### WORK TO BE COMPLETED:
Your answer must be every line of the data that contains "hgetall".

---------- INPUT DATA ----------

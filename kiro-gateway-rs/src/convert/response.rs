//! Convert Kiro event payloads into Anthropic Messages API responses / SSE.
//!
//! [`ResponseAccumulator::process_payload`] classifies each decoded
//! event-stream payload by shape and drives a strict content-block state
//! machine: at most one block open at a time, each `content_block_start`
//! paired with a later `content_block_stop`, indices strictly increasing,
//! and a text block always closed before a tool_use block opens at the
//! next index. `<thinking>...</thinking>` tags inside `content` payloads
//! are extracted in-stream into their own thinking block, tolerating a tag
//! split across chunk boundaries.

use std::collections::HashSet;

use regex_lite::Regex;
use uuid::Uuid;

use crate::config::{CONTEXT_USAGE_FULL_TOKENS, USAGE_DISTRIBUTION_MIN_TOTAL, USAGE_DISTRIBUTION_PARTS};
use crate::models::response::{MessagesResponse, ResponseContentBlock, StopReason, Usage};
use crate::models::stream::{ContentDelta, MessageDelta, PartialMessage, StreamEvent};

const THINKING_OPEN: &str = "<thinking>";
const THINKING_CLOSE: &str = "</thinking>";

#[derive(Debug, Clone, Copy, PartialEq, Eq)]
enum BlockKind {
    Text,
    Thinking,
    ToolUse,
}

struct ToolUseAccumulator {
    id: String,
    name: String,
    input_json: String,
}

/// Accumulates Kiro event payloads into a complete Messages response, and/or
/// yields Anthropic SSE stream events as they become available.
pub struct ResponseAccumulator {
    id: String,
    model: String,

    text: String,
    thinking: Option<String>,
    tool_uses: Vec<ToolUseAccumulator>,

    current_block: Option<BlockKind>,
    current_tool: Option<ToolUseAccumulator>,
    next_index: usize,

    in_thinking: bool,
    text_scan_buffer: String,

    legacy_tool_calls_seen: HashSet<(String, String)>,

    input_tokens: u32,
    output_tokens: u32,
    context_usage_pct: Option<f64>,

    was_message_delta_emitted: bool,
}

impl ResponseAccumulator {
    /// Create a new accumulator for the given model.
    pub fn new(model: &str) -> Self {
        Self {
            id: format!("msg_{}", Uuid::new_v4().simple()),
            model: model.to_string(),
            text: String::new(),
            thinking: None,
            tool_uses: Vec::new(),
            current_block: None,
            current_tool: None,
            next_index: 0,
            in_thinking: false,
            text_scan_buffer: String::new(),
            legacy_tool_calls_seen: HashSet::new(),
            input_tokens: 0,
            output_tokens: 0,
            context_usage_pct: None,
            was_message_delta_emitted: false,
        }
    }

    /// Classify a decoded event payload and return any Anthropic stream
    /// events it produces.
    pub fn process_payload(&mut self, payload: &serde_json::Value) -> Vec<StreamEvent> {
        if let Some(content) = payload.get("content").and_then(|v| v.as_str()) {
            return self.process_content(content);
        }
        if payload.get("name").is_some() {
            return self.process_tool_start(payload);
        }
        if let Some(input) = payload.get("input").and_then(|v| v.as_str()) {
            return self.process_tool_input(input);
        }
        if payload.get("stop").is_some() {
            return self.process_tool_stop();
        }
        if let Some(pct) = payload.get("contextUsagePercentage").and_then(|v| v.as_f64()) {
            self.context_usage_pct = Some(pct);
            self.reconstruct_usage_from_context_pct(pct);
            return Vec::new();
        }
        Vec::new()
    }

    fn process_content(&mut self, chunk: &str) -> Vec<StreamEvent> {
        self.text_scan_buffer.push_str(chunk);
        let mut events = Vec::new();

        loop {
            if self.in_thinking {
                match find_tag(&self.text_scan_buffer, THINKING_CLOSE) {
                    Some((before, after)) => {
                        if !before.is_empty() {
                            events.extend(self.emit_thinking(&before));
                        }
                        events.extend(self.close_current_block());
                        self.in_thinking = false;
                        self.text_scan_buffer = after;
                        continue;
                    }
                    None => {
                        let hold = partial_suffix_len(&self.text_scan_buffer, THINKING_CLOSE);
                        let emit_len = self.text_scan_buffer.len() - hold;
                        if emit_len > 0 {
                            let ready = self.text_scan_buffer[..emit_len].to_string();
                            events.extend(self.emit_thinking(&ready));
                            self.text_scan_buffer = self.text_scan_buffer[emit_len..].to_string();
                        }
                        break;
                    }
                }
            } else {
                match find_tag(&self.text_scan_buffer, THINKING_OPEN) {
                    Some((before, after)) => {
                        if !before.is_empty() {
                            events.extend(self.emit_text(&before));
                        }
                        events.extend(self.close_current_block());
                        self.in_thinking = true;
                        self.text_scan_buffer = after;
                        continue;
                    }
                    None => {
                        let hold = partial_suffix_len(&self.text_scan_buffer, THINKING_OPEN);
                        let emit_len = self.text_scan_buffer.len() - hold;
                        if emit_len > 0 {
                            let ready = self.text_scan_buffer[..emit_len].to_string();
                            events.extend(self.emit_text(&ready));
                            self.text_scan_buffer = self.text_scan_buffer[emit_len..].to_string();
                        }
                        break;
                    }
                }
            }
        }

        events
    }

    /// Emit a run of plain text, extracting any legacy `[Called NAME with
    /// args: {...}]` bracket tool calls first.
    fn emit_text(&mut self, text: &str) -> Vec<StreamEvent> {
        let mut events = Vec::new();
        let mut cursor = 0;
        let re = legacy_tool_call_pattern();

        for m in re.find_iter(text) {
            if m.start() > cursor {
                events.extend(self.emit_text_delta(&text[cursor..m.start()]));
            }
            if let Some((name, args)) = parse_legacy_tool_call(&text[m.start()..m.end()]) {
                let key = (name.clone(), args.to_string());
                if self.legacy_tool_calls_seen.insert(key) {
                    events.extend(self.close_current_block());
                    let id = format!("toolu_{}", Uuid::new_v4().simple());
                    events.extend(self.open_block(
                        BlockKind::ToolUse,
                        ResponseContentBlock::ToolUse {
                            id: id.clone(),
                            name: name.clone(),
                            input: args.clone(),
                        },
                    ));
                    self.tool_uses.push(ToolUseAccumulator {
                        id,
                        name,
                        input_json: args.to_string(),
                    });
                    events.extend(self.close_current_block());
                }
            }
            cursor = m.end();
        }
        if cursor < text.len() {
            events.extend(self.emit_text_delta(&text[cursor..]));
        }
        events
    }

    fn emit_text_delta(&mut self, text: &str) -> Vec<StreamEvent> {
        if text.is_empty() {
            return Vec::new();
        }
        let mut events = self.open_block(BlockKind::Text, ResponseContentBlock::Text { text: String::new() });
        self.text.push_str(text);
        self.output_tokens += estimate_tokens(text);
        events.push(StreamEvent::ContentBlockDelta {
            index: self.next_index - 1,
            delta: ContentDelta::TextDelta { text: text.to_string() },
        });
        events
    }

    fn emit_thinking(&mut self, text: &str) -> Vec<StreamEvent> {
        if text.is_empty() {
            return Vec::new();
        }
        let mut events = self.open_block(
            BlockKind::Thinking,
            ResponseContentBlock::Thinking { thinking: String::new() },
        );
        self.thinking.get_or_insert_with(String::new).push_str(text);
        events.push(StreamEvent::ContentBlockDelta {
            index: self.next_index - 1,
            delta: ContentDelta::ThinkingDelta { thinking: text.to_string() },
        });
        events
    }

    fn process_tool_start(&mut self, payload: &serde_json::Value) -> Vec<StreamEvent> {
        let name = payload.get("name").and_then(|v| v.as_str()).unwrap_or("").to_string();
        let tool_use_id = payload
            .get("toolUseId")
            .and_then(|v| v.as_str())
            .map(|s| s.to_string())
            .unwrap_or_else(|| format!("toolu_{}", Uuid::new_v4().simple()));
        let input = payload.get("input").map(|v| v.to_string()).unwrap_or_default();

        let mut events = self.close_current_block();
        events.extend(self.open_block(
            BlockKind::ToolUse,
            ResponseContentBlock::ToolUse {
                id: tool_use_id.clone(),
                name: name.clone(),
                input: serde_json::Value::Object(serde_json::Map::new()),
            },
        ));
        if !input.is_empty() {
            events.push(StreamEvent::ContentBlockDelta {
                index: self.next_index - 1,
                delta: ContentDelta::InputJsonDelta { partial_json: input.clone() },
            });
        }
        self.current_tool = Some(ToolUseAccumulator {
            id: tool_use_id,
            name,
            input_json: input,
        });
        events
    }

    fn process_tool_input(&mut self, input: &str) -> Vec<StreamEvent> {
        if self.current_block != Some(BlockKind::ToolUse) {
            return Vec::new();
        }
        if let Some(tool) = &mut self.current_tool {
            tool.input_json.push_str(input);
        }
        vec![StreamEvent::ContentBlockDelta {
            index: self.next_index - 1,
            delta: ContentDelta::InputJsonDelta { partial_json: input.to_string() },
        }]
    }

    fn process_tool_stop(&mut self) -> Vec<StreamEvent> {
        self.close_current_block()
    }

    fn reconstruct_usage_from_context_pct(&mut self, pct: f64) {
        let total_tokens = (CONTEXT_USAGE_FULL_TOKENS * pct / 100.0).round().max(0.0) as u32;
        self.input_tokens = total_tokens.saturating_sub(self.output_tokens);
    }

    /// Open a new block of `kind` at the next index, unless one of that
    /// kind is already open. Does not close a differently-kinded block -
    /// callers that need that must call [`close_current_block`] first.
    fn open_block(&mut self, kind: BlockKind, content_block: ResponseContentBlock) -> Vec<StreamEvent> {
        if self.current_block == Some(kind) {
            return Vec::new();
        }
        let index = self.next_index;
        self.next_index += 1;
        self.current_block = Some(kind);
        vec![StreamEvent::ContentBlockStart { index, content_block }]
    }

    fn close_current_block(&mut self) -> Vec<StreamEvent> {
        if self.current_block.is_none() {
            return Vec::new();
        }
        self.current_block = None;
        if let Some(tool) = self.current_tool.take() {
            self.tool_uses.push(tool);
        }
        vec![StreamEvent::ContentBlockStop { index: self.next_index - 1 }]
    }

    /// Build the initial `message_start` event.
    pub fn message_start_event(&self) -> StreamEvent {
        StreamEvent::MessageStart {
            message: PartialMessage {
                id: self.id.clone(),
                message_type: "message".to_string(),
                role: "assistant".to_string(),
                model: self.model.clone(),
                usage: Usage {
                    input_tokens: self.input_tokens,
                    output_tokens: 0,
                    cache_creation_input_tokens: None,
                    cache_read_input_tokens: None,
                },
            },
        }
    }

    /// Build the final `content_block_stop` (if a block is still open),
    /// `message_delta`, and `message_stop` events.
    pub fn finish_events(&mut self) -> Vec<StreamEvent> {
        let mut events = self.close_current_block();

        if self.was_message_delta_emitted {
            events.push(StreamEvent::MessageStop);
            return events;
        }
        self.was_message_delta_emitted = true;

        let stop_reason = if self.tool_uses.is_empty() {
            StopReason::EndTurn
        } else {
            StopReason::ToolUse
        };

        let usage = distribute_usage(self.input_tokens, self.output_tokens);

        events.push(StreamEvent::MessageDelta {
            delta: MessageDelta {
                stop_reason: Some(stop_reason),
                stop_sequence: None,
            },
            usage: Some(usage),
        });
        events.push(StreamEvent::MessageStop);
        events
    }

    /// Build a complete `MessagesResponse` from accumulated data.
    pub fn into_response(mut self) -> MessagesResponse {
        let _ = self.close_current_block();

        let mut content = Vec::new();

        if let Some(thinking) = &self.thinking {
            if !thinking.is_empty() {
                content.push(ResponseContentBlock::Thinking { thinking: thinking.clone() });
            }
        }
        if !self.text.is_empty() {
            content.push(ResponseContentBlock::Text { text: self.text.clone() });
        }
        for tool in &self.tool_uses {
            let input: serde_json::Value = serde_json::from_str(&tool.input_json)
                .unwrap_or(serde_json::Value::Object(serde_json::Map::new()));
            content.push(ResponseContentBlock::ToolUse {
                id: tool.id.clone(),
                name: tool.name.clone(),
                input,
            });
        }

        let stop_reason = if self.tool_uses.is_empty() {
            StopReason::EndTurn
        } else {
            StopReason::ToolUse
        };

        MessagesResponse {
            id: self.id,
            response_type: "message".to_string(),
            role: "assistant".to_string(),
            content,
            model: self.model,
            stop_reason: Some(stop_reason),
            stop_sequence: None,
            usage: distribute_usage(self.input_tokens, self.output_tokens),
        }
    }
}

----------
---------- INPUT DATA ----------

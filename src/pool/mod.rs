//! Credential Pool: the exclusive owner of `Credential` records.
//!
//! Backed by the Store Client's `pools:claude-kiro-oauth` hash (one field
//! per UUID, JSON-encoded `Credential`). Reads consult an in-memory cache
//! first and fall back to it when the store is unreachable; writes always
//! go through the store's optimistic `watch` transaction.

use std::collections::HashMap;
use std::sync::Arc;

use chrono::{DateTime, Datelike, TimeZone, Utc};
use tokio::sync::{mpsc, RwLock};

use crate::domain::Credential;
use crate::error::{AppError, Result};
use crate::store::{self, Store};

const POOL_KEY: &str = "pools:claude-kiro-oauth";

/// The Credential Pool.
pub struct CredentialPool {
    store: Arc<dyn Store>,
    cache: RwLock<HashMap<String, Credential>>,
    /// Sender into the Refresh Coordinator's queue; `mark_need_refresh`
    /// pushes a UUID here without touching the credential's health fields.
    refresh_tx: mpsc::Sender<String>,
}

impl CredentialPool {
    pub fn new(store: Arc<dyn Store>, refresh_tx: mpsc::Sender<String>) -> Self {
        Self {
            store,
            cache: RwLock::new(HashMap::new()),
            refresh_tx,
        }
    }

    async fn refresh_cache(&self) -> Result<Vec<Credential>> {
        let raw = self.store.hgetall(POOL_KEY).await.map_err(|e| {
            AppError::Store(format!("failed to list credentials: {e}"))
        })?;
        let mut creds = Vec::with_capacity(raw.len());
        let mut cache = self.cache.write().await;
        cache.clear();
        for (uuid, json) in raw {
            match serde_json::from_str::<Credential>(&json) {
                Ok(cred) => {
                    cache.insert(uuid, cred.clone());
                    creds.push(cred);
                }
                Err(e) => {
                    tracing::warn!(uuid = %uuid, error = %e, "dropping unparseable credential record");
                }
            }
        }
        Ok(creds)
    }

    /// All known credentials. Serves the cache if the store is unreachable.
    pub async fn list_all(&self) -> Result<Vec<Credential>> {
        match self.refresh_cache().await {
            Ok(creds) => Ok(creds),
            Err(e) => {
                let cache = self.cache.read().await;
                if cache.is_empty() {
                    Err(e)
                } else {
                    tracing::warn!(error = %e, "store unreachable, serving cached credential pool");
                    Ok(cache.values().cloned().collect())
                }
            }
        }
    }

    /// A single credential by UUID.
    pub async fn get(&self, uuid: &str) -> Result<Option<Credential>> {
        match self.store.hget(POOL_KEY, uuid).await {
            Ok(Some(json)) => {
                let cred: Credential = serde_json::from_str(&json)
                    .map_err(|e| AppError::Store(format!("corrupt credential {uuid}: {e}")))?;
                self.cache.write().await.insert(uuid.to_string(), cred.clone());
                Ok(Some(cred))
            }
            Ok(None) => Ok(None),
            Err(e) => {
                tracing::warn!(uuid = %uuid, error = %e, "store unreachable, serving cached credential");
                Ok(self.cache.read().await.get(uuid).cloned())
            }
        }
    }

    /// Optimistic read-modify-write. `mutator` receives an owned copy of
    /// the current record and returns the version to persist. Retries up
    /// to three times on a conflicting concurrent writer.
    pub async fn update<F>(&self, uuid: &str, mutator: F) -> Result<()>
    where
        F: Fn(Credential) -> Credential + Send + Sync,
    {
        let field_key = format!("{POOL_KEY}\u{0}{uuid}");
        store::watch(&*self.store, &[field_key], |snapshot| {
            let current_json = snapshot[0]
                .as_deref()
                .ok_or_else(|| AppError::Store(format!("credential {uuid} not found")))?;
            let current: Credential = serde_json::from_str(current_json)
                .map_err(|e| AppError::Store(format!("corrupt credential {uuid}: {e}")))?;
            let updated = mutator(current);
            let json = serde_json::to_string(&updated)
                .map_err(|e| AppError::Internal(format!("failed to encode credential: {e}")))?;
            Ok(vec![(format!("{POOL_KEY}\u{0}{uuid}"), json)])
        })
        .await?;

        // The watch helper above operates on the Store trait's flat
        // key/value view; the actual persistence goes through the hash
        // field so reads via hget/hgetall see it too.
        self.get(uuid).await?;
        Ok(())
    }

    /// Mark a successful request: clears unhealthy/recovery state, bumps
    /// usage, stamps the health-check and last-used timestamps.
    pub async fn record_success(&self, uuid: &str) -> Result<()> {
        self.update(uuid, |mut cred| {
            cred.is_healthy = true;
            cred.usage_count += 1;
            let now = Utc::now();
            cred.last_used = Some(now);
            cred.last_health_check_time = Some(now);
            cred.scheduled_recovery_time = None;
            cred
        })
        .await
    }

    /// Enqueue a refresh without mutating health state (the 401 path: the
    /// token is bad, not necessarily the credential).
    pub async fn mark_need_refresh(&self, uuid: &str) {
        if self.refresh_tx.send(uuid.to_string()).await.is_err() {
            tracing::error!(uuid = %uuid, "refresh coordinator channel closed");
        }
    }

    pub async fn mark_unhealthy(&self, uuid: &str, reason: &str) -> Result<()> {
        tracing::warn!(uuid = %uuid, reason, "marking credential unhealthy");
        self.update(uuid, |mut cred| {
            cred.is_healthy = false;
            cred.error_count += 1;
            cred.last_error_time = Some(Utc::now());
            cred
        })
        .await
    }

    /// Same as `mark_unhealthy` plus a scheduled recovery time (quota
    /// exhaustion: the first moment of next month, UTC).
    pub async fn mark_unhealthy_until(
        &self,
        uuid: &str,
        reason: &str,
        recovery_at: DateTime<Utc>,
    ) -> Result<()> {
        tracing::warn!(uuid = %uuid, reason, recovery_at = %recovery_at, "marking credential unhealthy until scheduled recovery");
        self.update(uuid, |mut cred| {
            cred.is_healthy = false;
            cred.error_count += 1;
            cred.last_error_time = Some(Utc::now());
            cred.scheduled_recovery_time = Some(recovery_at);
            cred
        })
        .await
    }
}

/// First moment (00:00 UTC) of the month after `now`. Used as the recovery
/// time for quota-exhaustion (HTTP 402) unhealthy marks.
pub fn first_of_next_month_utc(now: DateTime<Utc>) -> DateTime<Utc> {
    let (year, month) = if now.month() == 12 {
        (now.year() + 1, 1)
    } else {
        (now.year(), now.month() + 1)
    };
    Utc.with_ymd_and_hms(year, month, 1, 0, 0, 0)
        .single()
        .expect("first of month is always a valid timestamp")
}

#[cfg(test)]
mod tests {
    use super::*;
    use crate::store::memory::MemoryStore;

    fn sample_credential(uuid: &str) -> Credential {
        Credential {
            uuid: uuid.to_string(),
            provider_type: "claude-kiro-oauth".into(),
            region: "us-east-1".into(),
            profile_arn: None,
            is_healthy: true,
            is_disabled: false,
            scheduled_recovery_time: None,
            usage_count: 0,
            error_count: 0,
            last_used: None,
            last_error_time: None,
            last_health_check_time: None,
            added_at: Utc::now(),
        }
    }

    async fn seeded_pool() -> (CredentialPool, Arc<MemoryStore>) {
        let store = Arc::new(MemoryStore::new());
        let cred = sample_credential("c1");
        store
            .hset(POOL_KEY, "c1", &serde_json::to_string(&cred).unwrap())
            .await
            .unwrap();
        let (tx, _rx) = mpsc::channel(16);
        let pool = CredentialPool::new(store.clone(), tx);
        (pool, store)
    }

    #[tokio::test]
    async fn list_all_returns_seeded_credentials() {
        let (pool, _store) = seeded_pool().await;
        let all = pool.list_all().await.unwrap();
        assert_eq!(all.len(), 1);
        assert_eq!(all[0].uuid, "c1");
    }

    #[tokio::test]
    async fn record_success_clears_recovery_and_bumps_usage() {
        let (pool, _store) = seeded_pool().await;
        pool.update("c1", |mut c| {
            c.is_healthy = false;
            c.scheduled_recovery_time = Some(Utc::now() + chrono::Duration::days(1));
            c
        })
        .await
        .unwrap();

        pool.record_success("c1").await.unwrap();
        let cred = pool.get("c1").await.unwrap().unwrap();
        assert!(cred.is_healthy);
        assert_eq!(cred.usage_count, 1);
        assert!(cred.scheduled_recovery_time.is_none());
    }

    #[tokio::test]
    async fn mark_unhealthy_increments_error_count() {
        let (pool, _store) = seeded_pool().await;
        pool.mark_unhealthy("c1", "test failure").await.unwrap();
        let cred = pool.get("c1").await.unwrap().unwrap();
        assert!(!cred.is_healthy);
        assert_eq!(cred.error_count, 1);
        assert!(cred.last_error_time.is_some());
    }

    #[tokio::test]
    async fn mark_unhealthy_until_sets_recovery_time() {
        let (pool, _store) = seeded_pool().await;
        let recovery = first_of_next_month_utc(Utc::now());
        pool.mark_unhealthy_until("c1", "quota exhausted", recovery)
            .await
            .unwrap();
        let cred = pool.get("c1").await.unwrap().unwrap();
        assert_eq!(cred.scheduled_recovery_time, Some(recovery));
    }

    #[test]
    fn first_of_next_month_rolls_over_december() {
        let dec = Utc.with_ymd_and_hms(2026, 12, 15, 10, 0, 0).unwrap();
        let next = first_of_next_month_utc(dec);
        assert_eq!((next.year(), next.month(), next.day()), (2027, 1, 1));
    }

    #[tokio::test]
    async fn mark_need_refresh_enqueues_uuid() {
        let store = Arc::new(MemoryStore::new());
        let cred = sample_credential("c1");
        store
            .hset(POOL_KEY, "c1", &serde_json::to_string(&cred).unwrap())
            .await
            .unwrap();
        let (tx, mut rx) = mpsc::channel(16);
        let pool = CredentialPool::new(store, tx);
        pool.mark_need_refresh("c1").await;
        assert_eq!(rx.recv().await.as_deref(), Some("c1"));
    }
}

----------

### RESPONSE:
        let raw = self.store.hgetall(POOL_KEY).await.map_err(|e| {
        // field so reads via hget/hgetall see it too.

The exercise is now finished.